**ASSIGNED TASK**
Your reply should be only the number of lines in the material below that include the word "AccessFlags".

SOURCE INFORMATION below:

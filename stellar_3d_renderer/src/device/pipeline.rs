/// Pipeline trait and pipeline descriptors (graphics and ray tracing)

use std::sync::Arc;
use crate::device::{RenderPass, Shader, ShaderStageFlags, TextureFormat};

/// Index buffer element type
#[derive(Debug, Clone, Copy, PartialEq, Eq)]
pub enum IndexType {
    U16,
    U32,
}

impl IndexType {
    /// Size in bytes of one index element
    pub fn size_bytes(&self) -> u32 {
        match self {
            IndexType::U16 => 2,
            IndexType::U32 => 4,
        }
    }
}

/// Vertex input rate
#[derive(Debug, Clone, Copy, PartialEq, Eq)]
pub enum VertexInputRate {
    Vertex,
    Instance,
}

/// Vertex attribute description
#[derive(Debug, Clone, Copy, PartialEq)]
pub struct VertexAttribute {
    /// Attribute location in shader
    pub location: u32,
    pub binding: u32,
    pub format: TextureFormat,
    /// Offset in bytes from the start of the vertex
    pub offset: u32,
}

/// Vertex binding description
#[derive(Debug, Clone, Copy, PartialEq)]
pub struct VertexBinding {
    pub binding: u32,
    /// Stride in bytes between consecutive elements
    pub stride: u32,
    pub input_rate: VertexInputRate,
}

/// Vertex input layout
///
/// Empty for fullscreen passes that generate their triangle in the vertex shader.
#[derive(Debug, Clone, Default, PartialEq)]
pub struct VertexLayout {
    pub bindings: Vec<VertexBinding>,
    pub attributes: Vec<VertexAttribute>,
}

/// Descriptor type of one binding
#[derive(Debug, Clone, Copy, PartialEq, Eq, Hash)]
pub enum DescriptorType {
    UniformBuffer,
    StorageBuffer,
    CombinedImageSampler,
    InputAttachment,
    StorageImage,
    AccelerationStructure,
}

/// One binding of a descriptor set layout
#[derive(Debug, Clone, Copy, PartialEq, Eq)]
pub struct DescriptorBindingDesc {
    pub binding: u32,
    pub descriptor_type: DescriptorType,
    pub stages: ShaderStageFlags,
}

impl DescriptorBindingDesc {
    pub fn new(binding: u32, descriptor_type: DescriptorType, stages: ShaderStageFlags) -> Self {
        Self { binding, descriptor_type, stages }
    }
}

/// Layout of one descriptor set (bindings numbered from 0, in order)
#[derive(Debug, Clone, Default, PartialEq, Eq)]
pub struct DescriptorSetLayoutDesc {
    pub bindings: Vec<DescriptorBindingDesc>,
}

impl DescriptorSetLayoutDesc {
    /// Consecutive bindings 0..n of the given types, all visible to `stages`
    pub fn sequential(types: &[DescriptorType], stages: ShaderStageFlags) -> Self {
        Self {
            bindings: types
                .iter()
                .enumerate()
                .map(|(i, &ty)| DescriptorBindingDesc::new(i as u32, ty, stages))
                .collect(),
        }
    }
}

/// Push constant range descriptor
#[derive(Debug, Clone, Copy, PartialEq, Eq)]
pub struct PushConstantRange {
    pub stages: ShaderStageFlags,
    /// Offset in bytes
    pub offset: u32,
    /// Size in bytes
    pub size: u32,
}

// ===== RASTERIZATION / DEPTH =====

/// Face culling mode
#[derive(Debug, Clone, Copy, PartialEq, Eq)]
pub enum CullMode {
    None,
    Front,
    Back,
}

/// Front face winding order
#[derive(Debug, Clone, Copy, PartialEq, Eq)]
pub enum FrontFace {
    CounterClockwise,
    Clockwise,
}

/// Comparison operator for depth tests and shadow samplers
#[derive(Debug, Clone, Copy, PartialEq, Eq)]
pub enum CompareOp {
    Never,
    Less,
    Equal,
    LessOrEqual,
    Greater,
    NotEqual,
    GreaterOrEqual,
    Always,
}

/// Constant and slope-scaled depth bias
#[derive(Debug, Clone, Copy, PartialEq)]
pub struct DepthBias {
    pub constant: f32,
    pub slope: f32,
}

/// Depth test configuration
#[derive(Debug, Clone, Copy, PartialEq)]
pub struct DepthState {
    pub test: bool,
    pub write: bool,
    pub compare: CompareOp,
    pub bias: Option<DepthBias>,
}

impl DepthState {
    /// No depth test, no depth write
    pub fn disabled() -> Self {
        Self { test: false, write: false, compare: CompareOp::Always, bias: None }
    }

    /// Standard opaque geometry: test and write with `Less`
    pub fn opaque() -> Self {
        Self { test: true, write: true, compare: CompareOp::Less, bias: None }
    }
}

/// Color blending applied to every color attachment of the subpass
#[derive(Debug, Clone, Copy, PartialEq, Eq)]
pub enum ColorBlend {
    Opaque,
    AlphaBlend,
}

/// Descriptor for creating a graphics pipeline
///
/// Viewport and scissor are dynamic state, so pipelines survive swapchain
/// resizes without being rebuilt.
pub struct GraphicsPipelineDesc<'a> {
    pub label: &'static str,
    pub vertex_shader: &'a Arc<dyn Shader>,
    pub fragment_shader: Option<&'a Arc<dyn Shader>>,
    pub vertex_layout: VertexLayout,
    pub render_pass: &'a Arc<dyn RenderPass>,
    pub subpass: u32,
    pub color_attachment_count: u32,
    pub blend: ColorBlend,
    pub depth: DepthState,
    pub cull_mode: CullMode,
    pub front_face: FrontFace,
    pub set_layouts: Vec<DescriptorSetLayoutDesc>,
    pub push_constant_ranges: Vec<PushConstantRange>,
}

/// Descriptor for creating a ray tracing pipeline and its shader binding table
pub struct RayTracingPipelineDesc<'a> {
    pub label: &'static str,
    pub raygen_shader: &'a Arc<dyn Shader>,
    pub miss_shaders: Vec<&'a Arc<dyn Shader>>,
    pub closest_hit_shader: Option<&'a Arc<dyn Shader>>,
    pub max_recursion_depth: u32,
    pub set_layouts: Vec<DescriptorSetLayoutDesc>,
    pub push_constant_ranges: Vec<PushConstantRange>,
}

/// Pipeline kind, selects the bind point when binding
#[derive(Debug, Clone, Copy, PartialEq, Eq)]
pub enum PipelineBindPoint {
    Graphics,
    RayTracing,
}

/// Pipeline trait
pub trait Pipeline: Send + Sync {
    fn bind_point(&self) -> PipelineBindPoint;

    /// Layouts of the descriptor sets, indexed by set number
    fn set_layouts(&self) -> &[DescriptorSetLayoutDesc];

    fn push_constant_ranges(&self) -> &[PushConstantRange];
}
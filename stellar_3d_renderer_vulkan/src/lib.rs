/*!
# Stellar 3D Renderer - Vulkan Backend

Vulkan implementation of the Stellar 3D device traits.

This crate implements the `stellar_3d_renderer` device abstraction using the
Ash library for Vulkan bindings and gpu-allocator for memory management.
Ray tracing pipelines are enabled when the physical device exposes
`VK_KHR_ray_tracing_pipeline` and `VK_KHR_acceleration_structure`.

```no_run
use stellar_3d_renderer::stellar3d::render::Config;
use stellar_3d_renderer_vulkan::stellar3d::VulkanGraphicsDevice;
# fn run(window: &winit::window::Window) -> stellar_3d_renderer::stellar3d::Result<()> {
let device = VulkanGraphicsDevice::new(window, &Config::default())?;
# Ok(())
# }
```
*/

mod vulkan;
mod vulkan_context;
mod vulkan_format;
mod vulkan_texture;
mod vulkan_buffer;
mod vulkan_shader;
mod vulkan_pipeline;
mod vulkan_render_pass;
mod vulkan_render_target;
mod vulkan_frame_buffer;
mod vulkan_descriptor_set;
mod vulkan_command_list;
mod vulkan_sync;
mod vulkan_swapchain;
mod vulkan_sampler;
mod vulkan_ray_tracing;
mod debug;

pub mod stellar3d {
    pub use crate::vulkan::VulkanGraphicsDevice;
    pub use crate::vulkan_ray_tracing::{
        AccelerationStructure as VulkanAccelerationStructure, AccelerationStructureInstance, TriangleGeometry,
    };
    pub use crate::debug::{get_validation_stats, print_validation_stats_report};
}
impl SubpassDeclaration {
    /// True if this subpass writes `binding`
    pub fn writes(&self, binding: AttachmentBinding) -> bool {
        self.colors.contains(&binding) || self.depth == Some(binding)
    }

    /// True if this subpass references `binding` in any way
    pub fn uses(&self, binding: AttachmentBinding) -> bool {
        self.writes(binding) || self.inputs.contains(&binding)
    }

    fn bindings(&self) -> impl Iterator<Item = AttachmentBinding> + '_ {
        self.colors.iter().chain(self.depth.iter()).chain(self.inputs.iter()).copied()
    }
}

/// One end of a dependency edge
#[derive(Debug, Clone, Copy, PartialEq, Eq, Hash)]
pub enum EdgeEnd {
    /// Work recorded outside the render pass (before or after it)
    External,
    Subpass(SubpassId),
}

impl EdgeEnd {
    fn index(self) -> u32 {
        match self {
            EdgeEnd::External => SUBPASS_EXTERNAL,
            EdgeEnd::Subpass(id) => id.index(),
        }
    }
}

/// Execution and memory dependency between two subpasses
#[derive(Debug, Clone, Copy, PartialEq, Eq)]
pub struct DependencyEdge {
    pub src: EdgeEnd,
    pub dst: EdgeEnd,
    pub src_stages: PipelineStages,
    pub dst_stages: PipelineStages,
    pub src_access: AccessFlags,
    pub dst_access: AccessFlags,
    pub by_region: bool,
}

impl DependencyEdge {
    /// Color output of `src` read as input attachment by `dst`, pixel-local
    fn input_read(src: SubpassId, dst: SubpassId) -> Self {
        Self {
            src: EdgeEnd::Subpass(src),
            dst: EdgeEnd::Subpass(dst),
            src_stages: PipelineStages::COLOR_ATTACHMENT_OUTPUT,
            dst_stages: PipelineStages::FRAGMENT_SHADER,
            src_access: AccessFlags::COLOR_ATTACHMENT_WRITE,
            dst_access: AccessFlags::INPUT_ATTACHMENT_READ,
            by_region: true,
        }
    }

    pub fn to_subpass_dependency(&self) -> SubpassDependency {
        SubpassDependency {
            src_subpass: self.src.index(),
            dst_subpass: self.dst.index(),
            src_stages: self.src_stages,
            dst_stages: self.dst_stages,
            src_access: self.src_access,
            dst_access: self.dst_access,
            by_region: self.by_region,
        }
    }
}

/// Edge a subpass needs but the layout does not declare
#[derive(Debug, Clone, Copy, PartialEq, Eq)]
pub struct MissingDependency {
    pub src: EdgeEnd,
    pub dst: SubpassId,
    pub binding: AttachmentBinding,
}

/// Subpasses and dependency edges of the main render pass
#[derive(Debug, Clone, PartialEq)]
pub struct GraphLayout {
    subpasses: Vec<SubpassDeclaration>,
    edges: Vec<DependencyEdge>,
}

End of SOURCE INFORMATION.

**ANSWER**
4